How It Works¶

The problem with if/else¶

With a normal program, exceptions carry enough information to branch on:

except ValueError:
    handle_bad_input()
except HTTPError as e:
    if e.status == 429:
        retry()

With an LLM agent, the same RuntimeError("something went wrong") can mean nine different things depending on what the agent was doing, what it called, and what it said before failing. The failure lives in the trajectory, not the exception:

A loop isn't an exception — it's three identical steps
A hallucination isn't an exception — it's the LLM asserting something the tools didn't return
A schema mismatch might surface as a ValueError, a JSONDecodeError, or a model-specific error string

if/else on the exception string misses most of this.

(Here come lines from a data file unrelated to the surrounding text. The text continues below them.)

//! Fixture-verified conversion check.
//!
//! For each fixture: upload the cached bytes into a user's folder, request a
//! thumbnail, judge the result, and finally delete every uploaded file.
//!
//! # Failure semantics
//!
//! - A "not found" preview or an empty preview fails that asset's verdict
//!   but does not stop the loop.
//! - Any error (fixture missing from the cache, storage fault, preview
//!   service failure) aborts the run.
//! - Teardown always runs and deletes only files this run created, so a
//!   pre-existing file with a fixture's name is left alone. Cleanup failures
//!   are logged and reported.

mod report;

use tracing::{debug, info, warn};

use crate::error::CheckError;
use crate::fixture::{Fetcher, FixtureAsset, FixtureCache};
use crate::preview::{PreviewOutcome, PreviewService};
use crate::store::{FileStore, Folder, StoredFile};

pub use report::{AssetResult, AssetVerdict, CheckReport, TeardownFailure};

/// Default user whose folder receives the fixtures.
pub const DEFAULT_USER: &str = "admin";

/// Default thumbnail bounding box.
pub const DEFAULT_PREVIEW_SIZE: u32 = 100;

/// Parameters of a check run.
#[derive(Debug, Clone, PartialEq, Eq)]
pub struct CheckOptions {
    pub user: String,
    pub width: u32,
    pub height: u32,
}

impl Default for CheckOptions {
    fn default() -> Self {
        Self {
            user: DEFAULT_USER.to_string(),
            width: DEFAULT_PREVIEW_SIZE,
            height: DEFAULT_PREVIEW_SIZE,
        }
    }
}

// =============================================================================
// ConversionCheck
// =============================================================================

/// Uploads fixtures, requests previews and cleans up.
pub struct ConversionCheck<'a, F: Fetcher, S: FileStore, P: PreviewService> {
    assets: &'a [FixtureAsset],
    fixtures: &'a FixtureCache<F>,
    store: &'a S,
    previews: &'a P,
    options: CheckOptions,
}

impl<'a, F: Fetcher, S: FileStore, P: PreviewService> ConversionCheck<'a, F, S, P> {
    pub fn new(
        assets: &'a [FixtureAsset],
        fixtures: &'a FixtureCache<F>,
        store: &'a S,
        previews: &'a P,
    ) -> Self {
        Self {
            assets,
            fixtures,
            store,
            previews,
            options: CheckOptions::default(),
        }
    }

    pub fn with_options(mut self, options: CheckOptions) -> Self {
        self.options = options;
        self
    }

    pub fn options(&self) -> &CheckOptions {
        &self.options
    }

    /// Run setup, execution and teardown.
    ///
    /// Teardown runs even when execution returns an error, and removes only
    /// the files this run created.
    pub async fn run(&self) -> Result<CheckReport, CheckError> {
        let folder = self.setup().await?;
        let mut uploaded = Vec::with_capacity(self.assets.len());
        let executed = self.execute(&folder, &mut uploaded).await;
        let teardown_failures = self.teardown(&folder, &uploaded).await;

        let assets = executed?;
        Ok(CheckReport {
            user: self.options.user.clone(),
            width: self.options.width,
            height: self.options.height,
            assets,
            teardown_failures,
        })
    }

    /// Resolve the user's root folder.
    pub async fn setup(&self) -> Result<Folder, CheckError> {
        let folder = self.store.user_folder(&self.options.user).await?;
        debug!(user = %folder.owner, "Check setup complete");
        Ok(folder)
    }

    /// Check every asset in order.
    ///
    /// Every file created in the store is appended to `uploaded`, also when
    /// a later step fails.
    pub async fn execute(
        &self,
        folder: &Folder,
        uploaded: &mut Vec<StoredFile>,
    ) -> Result<Vec<AssetResult>, CheckError> {
        let mut results = Vec::with_capacity(self.assets.len());
        for asset in self.assets {
            let verdict = self.check_asset(folder, asset, uploaded).await?;
            if verdict.passed() {
                info!(file = %asset.file_name, "Preview generated");
            } else {
                warn!(file = %asset.file_name, verdict = verdict.label(), "Preview check failed");
            }
            results.push(AssetResult {
                file_name: asset.file_name.clone(),
                verdict,
            });
        }
        Ok(results)
    }

    /// Upload one asset and judge its preview.
    pub async fn check_asset(
        &self,
        folder: &Folder,
        asset: &FixtureAsset,
        uploaded: &mut Vec<StoredFile>,
    ) -> Result<AssetVerdict, CheckError> {
        let content = self.fixtures.read(asset).await?;
        let file = self
            .store
            .new_file(folder, &asset.file_name, content)
            .await?;
        uploaded.push(file.clone());

        let outcome = self
            .previews
            .get_preview(&file, self.options.width, self.options.height)
            .await?;

        Ok(match outcome {
            PreviewOutcome::Generated(preview) if preview.is_empty() => AssetVerdict::EmptyPreview,
            PreviewOutcome::Generated(preview) => AssetVerdict::Passed { preview },
            PreviewOutcome::NotFound => AssetVerdict::PreviewMissing,
        })
    }

    /// Delete the files this run uploaded.
    pub async fn teardown(
        &self,
        folder: &Folder,
        uploaded: &[StoredFile],
    ) -> Vec<TeardownFailure> {
        let mut failures = Vec::new();
        for file in uploaded {
            match self.store.delete(folder, &file.name).await {
                Ok(()) => debug!(file = %file.name, "Removed uploaded fixture"),
                Err(e) if e.is_not_found() => {
                    debug!(file = %file.name, "Uploaded fixture already gone")
                }
                Err(e) => {
                    warn!(file = %file.name, error = %e, "Failed to remove uploaded fixture");
                    failures.push(TeardownFailure {
                        file_name: file.name.clone(),
                        message: e.to_string(),
                    });
                }
            }
        }
        failures
    }
}
//! Cache of generated previews.
//!
//! Previews are keyed by the content etag of the source file and the
//! requested bounding box, so re-uploading identical bytes under another name
//! still hits. The cache tracks the total encoded size and evicts
//! least-recently-used entries once the byte capacity is exceeded.

use std::num::NonZeroUsize;
use std::sync::Arc;

use lru::LruCache;
use tokio::sync::RwLock;

use super::PreviewFile;

/// Default cache capacity: 16MB
pub const DEFAULT_PREVIEW_CACHE_CAPACITY: usize = 16 * 1024 * 1024;

/// Default maximum number of entries (to bound LRU overhead)
const DEFAULT_MAX_ENTRIES: usize = 1_024;

// =============================================================================
// Cache Key
// =============================================================================

/// Cache key for generated previews.
#[derive(Debug, Clone, PartialEq, Eq, Hash)]
pub struct PreviewCacheKey {
    /// Content etag of the source file
    pub etag: Arc<str>,

    /// Requested bounding box width
    pub width: u32,

    /// Requested bounding box height
    pub height: u32,
}

impl PreviewCacheKey {
    pub fn new(etag: impl Into<Arc<str>>, width: u32, height: u32) -> Self {
        Self {
            etag: etag.into(),
            width,
            height,
        }
    }
}

// =============================================================================
// Preview Cache
// =============================================================================

/// LRU cache of encoded previews with size-based capacity.
///
/// Thread-safe; share it across tasks via `Arc` if needed.
pub struct PreviewCache {
    cache: RwLock<LruCache<PreviewCacheKey, PreviewFile>>,

    /// Maximum total encoded size in bytes
    max_size: usize,

    /// Current total encoded size in bytes
    current_size: RwLock<usize>,
}

impl PreviewCache {
    /// Create a cache with the default capacity (16MB).
    pub fn new() -> Self {
        Self::with_capacity(DEFAULT_PREVIEW_CACHE_CAPACITY)
    }

    /// Create a cache holding at most `max_size` bytes of previews.
    pub fn with_capacity(max_size: usize) -> Self {
        Self::with_capacity_and_entries(max_size, DEFAULT_MAX_ENTRIES)
    }

    /// Create a cache with a byte capacity and an entry limit.
    pub fn with_capacity_and_entries(max_size: usize, max_entries: usize) -> Self {
        let entries = NonZeroUsize::new(max_entries).unwrap_or(NonZeroUsize::MIN);
        Self {
            cache: RwLock::new(LruCache::new(entries)),
            max_size,
            current_size: RwLock::new(0),
        }
    }

    /// Get a preview, marking it as recently used.
    pub async fn get(&self, key: &PreviewCacheKey) -> Option<PreviewFile> {
        let mut cache = self.cache.write().await;
        cache.get(key).cloned()
    }

    /// Check for a preview without updating LRU order.
    pub async fn contains(&self, key: &PreviewCacheKey) -> bool {
        let cache = self.cache.read().await;
        cache.contains(key)
    }

    /// Store a preview, evicting LRU entries while over capacity.
    ///
    /// A preview larger than the whole capacity is not cached.
    pub async fn put(&self, key: PreviewCacheKey, preview: PreviewFile) {
        let preview_size = preview.size();
        if preview_size > self.max_size {
            return;
        }

        let mut cache = self.cache.write().await;
        let mut current_size = self.current_size.write().await;

        // Returns the replaced value, or the entry evicted by the entry limit
        if let Some((_, evicted)) = cache.push(key, preview) {
            *current_size = current_size.saturating_sub(evicted.size());
        }
        *current_size += preview_size;

        while *current_size > self.max_size {
            match cache.pop_lru() {
                Some((_, evicted)) => {
                    *current_size = current_size.saturating_sub(evicted.size());
                }
                None => break,
            }
        }
    }

    pub async fn clear(&self) {
        let mut cache = self.cache.write().await;
        let mut current_size = self.current_size.write().await;
        cache.clear();
        *current_size = 0;
    }

    /// Number of cached previews.
    pub async fn len(&self) -> usize {
        self.cache.read().await.len()
    }

    pub async fn is_empty(&self) -> bool {
        self.cache.read().await.is_empty()
    }

    /// Total encoded size of cached previews in bytes.
    pub async fn size(&self) -> usize {
        *self.current_size.read().await
    }

    /// Maximum capacity in bytes.
    pub fn capacity(&self) -> usize {
        self.max_size
    }
}

impl Default for PreviewCache {
    fn default() -> Self {
        Self::new()
    }
}

// =============================================================================
// Tests
// =============================================================================
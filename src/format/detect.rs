//! Format detection for camera RAW files.
//!
//! Detection looks at magic bytes first and only then at vendor markers:
//!
//! - **RAF**: `FUJIFILMCCD-RAW` magic
//! - **CR2 / ORF / RW2**: announced by the TIFF header itself
//! - **DNG**: `DNGVersion` tag in IFD0
//! - **NEF / 3FR**: `Make` string in IFD0
//! - anything else that parses as TIFF is treated as a plain TIFF
//!
//! Files that are neither TIFF nor RAF are unsupported; the preview service
//! turns that into "no preview available".

use tracing::debug;

use crate::error::FormatError;
use crate::io::RangeReader;

use super::raf::{is_raf_header, RAF_MAGIC};
use super::tiff::{HeaderVariant, Ifd, TiffHeader, TiffTag, ValueReader, TIFF_HEADER_SIZE};

// =============================================================================
// RawFormat
// =============================================================================

/// Detected RAW container format.
#[derive(Debug, Clone, Copy, PartialEq, Eq, Hash)]
pub enum RawFormat {
    /// Nikon NEF
    Nef,
    /// Canon CR2
    Cr2,
    /// Adobe Digital Negative
    Dng,
    /// Fujifilm RAF
    Raf,
    /// Hasselblad 3FR
    Hasselblad3fr,
    /// Olympus ORF
    Orf,
    /// Panasonic RW2
    Rw2,
    /// TIFF without vendor markers (e.g. early Canon DCS TIF)
    Tiff,
}

impl RawFormat {
    /// Get a human-readable name for the format.
    pub const fn name(&self) -> &'static str {
        match self {
            RawFormat::Nef => "Nikon NEF",
            RawFormat::Cr2 => "Canon CR2",
            RawFormat::Dng => "Adobe DNG",
            RawFormat::Raf => "Fujifilm RAF",
            RawFormat::Hasselblad3fr => "Hasselblad 3FR",
            RawFormat::Orf => "Olympus ORF",
            RawFormat::Rw2 => "Panasonic RW2",
            RawFormat::Tiff => "TIFF",
        }
    }

    /// Whether the file is a TIFF container.
    pub const fn is_tiff_based(&self) -> bool {
        !matches!(self, RawFormat::Raf)
    }
}

// =============================================================================
// Format Detection
// =============================================================================

/// Bytes read up front: enough for the RAF magic and the CR2 marker.
const PROBE_BYTES: usize = 16;

/// Detect the RAW format of a file.
///
/// # Returns
/// * `Ok(RawFormat)` - The detected format
/// * `Err(FormatError::UnsupportedFormat)` - Neither TIFF nor RAF
/// * `Err(FormatError::Tiff)` - TIFF header found but IFD0 is corrupt
pub async fn detect_format<R: RangeReader>(reader: &R) -> Result<RawFormat, FormatError> {
    if reader.size() < TIFF_HEADER_SIZE as u64 {
        return Err(FormatError::UnsupportedFormat {
            reason: format!("file too small ({} bytes)", reader.size()),
        });
    }

    let probe = reader.read_at_most(0, PROBE_BYTES).await?;

    if probe.len() >= RAF_MAGIC.len() && is_raf_header(&probe) {
        return Ok(RawFormat::Raf);
    }

    if !is_tiff_header(&probe) {
        return Err(FormatError::UnsupportedFormat {
            reason: "not a TIFF or RAF container".to_string(),
        });
    }

    let header = TiffHeader::parse(&probe, reader.size())?;
    let format = match header.variant {
        HeaderVariant::CanonCr2 => RawFormat::Cr2,
        HeaderVariant::Olympus => RawFormat::Orf,
        HeaderVariant::Panasonic => RawFormat::Rw2,
        HeaderVariant::Standard => detect_from_first_ifd(reader, &header).await?,
    };

    debug!(file = reader.identifier(), format = format.name(), "Detected RAW format");
    Ok(format)
}

/// Classify a standard TIFF by the tags of its first IFD.
async fn detect_from_first_ifd<R: RangeReader>(
    reader: &R,
    header: &TiffHeader,
) -> Result<RawFormat, FormatError> {
    let ifd = Ifd::read(reader, header, header.first_ifd_offset).await?;

    if ifd.get_entry_by_tag(TiffTag::DngVersion).is_some() {
        return Ok(RawFormat::Dng);
    }

    let make = match ifd.get_entry_by_tag(TiffTag::Make) {
        Some(entry) => ValueReader::new(reader, header)
            .read_string(entry)
            .await
            .unwrap_or_default(),
        None => String::new(),
    };

    Ok(classify_make(&make))
}

/// Map a `Make` string to the vendor format it implies.
fn classify_make(make: &str) -> RawFormat {
    let make = make.to_ascii_lowercase();
    if make.starts_with("nikon") {
        RawFormat::Nef
    } else if make.starts_with("hasselblad") {
        RawFormat::Hasselblad3fr
    } else {
        RawFormat::Tiff
    }
}

/// Check if bytes start with a TIFF header understood by the parser.
pub fn is_tiff_header(bytes: &[u8]) -> bool {
    if bytes.len() < TIFF_HEADER_SIZE {
        return false;
    }
    matches!(&bytes[0..2], b"II" | b"MM")
        && TiffHeader::parse(bytes, u64::MAX).is_ok()
}

// =============================================================================
// Tests
// =============================================================================
use async_trait::async_trait;
use bytes::Bytes;

use crate::error::IoError;

/// Trait for reading byte ranges from a stored file.
///
/// This abstraction lets the TIFF and RAF parsers locate embedded previews
/// without caring where the file lives. Implementations must be thread-safe.
#[async_trait]
pub trait RangeReader: Send + Sync {
    /// Read exactly `len` bytes starting at `offset`.
    ///
    /// Returns an error if the range is out of bounds or if the read fails.
    async fn read_exact_at(&self, offset: u64, len: usize) -> Result<Bytes, IoError>;

    /// Get the total size of the resource in bytes.
    fn size(&self) -> u64;

    /// Get an identifier for this resource (for logging).
    fn identifier(&self) -> &str;

    /// Read up to `len` bytes starting at `offset`, truncated at end of file.
    async fn read_at_most(&self, offset: u64, len: usize) -> Result<Bytes, IoError> {
        let size = self.size();
        if offset >= size {
            return Ok(Bytes::new());
        }
        let available = (size - offset).min(len as u64) as usize;
        self.read_exact_at(offset, available).await
    }
}
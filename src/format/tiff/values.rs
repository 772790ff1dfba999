//! TIFF tag value reading.
//!
//! Values can be stored either inline in the IFD entry (four bytes or less)
//! or at an offset in the file. Arrays are fetched with a single range read.

use bytes::Bytes;

use crate::error::TiffError;
use crate::io::RangeReader;

use super::parser::{ByteOrder, IfdEntry, TiffHeader};
use super::tags::FieldType;

/// Upper bound for a single tag value; guards against corrupt counts.
const MAX_VALUE_BYTES: u64 = 1024 * 1024;

// =============================================================================
// ValueReader
// =============================================================================

/// Reads tag values from a TIFF file, respecting its byte order.
pub struct ValueReader<'a, R: RangeReader> {
    reader: &'a R,
    header: &'a TiffHeader,
}

impl<'a, R: RangeReader> ValueReader<'a, R> {
    /// Create a new ValueReader.
    pub fn new(reader: &'a R, header: &'a TiffHeader) -> Self {
        Self { reader, header }
    }

    /// Get the byte order from the header.
    #[inline]
    pub fn byte_order(&self) -> ByteOrder {
        self.header.byte_order
    }

    /// Read raw bytes for an IFD entry's value.
    ///
    /// For inline values, returns the bytes from the entry.
    /// For offset values, fetches the bytes from the file.
    pub async fn read_bytes(&self, entry: &IfdEntry) -> Result<Bytes, TiffError> {
        let size = entry
            .value_byte_size()
            .ok_or(TiffError::UnknownFieldType(entry.field_type_raw))?;

        if size > MAX_VALUE_BYTES {
            return Err(TiffError::InvalidTagValue {
                tag: "unknown",
                message: format!("value of {} bytes exceeds limit", size),
            });
        }

        if entry.is_inline {
            Ok(Bytes::copy_from_slice(
                &entry.value_offset_bytes[..size as usize],
            ))
        } else {
            let offset = entry.value_offset(self.header.byte_order);
            let bytes = self.reader.read_exact_at(offset, size as usize).await?;
            Ok(bytes)
        }
    }

    /// Read a single unsigned value from an entry.
    ///
    /// Handles Short, Long and IFD field types.
    pub async fn read_u32(&self, entry: &IfdEntry) -> Result<u32, TiffError> {
        if let Some(value) = entry.inline_u32(self.header.byte_order) {
            return Ok(value);
        }

        let values = self.read_u32_array(entry).await?;
        match values.as_slice() {
            [value] => Ok(*value),
            _ => Err(TiffError::InvalidTagValue {
                tag: "unknown",
                message: format!("expected count 1, got {}", entry.count),
            }),
        }
    }

    /// Read an array of unsigned values (strip offsets, SubIFD offsets, ...).
    pub async fn read_u32_array(&self, entry: &IfdEntry) -> Result<Vec<u32>, TiffError> {
        let field_type = entry
            .field_type
            .ok_or(TiffError::UnknownFieldType(entry.field_type_raw))?;

        if !field_type.is_unsigned_integer() {
            return Err(TiffError::InvalidTagValue {
                tag: "unknown",
                message: format!("expected Short, Long or IFD, got {:?}", field_type),
            });
        }

        let count = entry.count as usize;
        if count == 0 {
            return Ok(Vec::new());
        }

        let bytes = self.read_bytes(entry).await?;
        let byte_order = self.header.byte_order;
        let width = field_type.size_in_bytes();

        let values = bytes
            .chunks_exact(width)
            .take(count)
            .map(|chunk| match field_type {
                FieldType::Short => byte_order.read_u16(chunk) as u32,
                _ => byte_order.read_u32(chunk),
            })
            .collect();

        Ok(values)
    }

    /// Read a string value from an entry (ASCII type).
    ///
    /// Stops at the first NUL and trims trailing spaces, which some cameras
    /// use as padding in `Make`.
    pub async fn read_string(&self, entry: &IfdEntry) -> Result<String, TiffError> {
        let field_type = entry
            .field_type
            .ok_or(TiffError::UnknownFieldType(entry.field_type_raw))?;

        if field_type != FieldType::Ascii {
            return Err(TiffError::InvalidTagValue {
                tag: "unknown",
                message: format!("expected Ascii type for string, got {:?}", field_type),
            });
        }

        let bytes = self.read_bytes(entry).await?;
        let end = bytes.iter().position(|&b| b == 0).unwrap_or(bytes.len());
        let s = String::from_utf8_lossy(&bytes[..end]).trim_end().to_string();

        Ok(s)
    }
}

// =============================================================================
// Tests
// =============================================================================
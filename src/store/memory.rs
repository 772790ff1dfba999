use std::collections::HashMap;

use async_trait::async_trait;
use bytes::Bytes;
use tokio::sync::RwLock;
use tracing::debug;

use super::{validate_name, FileStore, Folder, StoredFile};
use crate::error::StoreError;

type FileKey = (String, String);

/// In-memory [`FileStore`].
///
/// Files are keyed by `(owner, name)`. Content is held as [`Bytes`], so
/// reads hand out cheap clones.
#[derive(Debug, Default)]
pub struct MemoryFileStore {
    files: RwLock<HashMap<FileKey, Bytes>>,
}

impl MemoryFileStore {
    pub fn new() -> Self {
        Self::default()
    }

    /// Number of files across all users.
    pub async fn len(&self) -> usize {
        self.files.read().await.len()
    }

    pub async fn is_empty(&self) -> bool {
        self.files.read().await.is_empty()
    }

    /// Names of the files in `folder`, sorted.
    pub async fn list(&self, folder: &Folder) -> Vec<String> {
        let files = self.files.read().await;
        let mut names: Vec<String> = files
            .keys()
            .filter(|(owner, _)| *owner == folder.owner)
            .map(|(_, name)| name.clone())
            .collect();
        names.sort();
        names
    }

    fn key(folder: &Folder, name: &str) -> FileKey {
        (folder.owner.clone(), name.to_string())
    }

    fn not_found(owner: &str, name: &str) -> StoreError {
        StoreError::NotFound {
            owner: owner.to_string(),
            name: name.to_string(),
        }
    }
}

#[async_trait]
impl FileStore for MemoryFileStore {
    async fn user_folder(&self, user: &str) -> Result<Folder, StoreError> {
        Ok(Folder::new(user))
    }

    async fn new_file(
        &self,
        folder: &Folder,
        name: &str,
        content: Bytes,
    ) -> Result<StoredFile, StoreError> {
        validate_name(name)?;

        let mut files = self.files.write().await;
        let key = Self::key(folder, name);
        if files.contains_key(&key) {
            return Err(StoreError::AlreadyExists {
                owner: folder.owner.clone(),
                name: name.to_string(),
            });
        }

        let file = StoredFile::describe(folder, name, &content);
        files.insert(key, content);
        debug!(owner = %folder.owner, name, size = file.size, "Stored file in memory");
        Ok(file)
    }

    async fn get(&self, folder: &Folder, name: &str) -> Result<StoredFile, StoreError> {
        let files = self.files.read().await;
        files
            .get(&Self::key(folder, name))
            .map(|content| StoredFile::describe(folder, name, content))
            .ok_or_else(|| Self::not_found(&folder.owner, name))
    }

    async fn read(&self, file: &StoredFile) -> Result<Bytes, StoreError> {
        let files = self.files.read().await;
        files
            .get(&(file.owner.clone(), file.name.clone()))
            .cloned()
            .ok_or_else(|| Self::not_found(&file.owner, &file.name))
    }

    async fn delete(&self, folder: &Folder, name: &str) -> Result<(), StoreError> {
        let mut files = self.files.write().await;
        files
            .remove(&Self::key(folder, name))
            .map(|_| ())
            .ok_or_else(|| Self::not_found(&folder.owner, name))
    }
}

It also collapses distinct failures into one code path and has to be reimplemented in every agent.

The triage loop¶

┌─────────────────────────────────────────────────────┐
│                    Agent.run(task)                   │
│                                                      │
│  while True:                                         │
│    try:                                              │
│      result = await fn(task, record_step=...,  ─────┼──▶ your agent fn
│                         update_state=...)            │    calls record_step()
│      await drain_checkpoints()                       │    and update_state()
│      return result          ◀── success              │
│                                                      │
│    except Exception:                                 │
│      failure_type = classifier.classify(trajectory)  │
│      ctx = FailureContext(failure_type, trajectory,  │
│                           attempt_history, ...)      │
│      action = await policy.dispatch(ctx)             │
│      kwargs = execute_action(action)  ───────────────┼──▶ RETRY / REPLAN /
│      attempt += 1                                    │    ROLLBACK / RESUME /
└─────────────────────────────────────────────────────┘    ESCALATE / ABORT

Step 1 — Record steps¶

Your agent calls record_step(Step(...)) for each observable action. triage injects the callback — nothing to import. Optionally call update_state(dict) to persist data into checkpoints.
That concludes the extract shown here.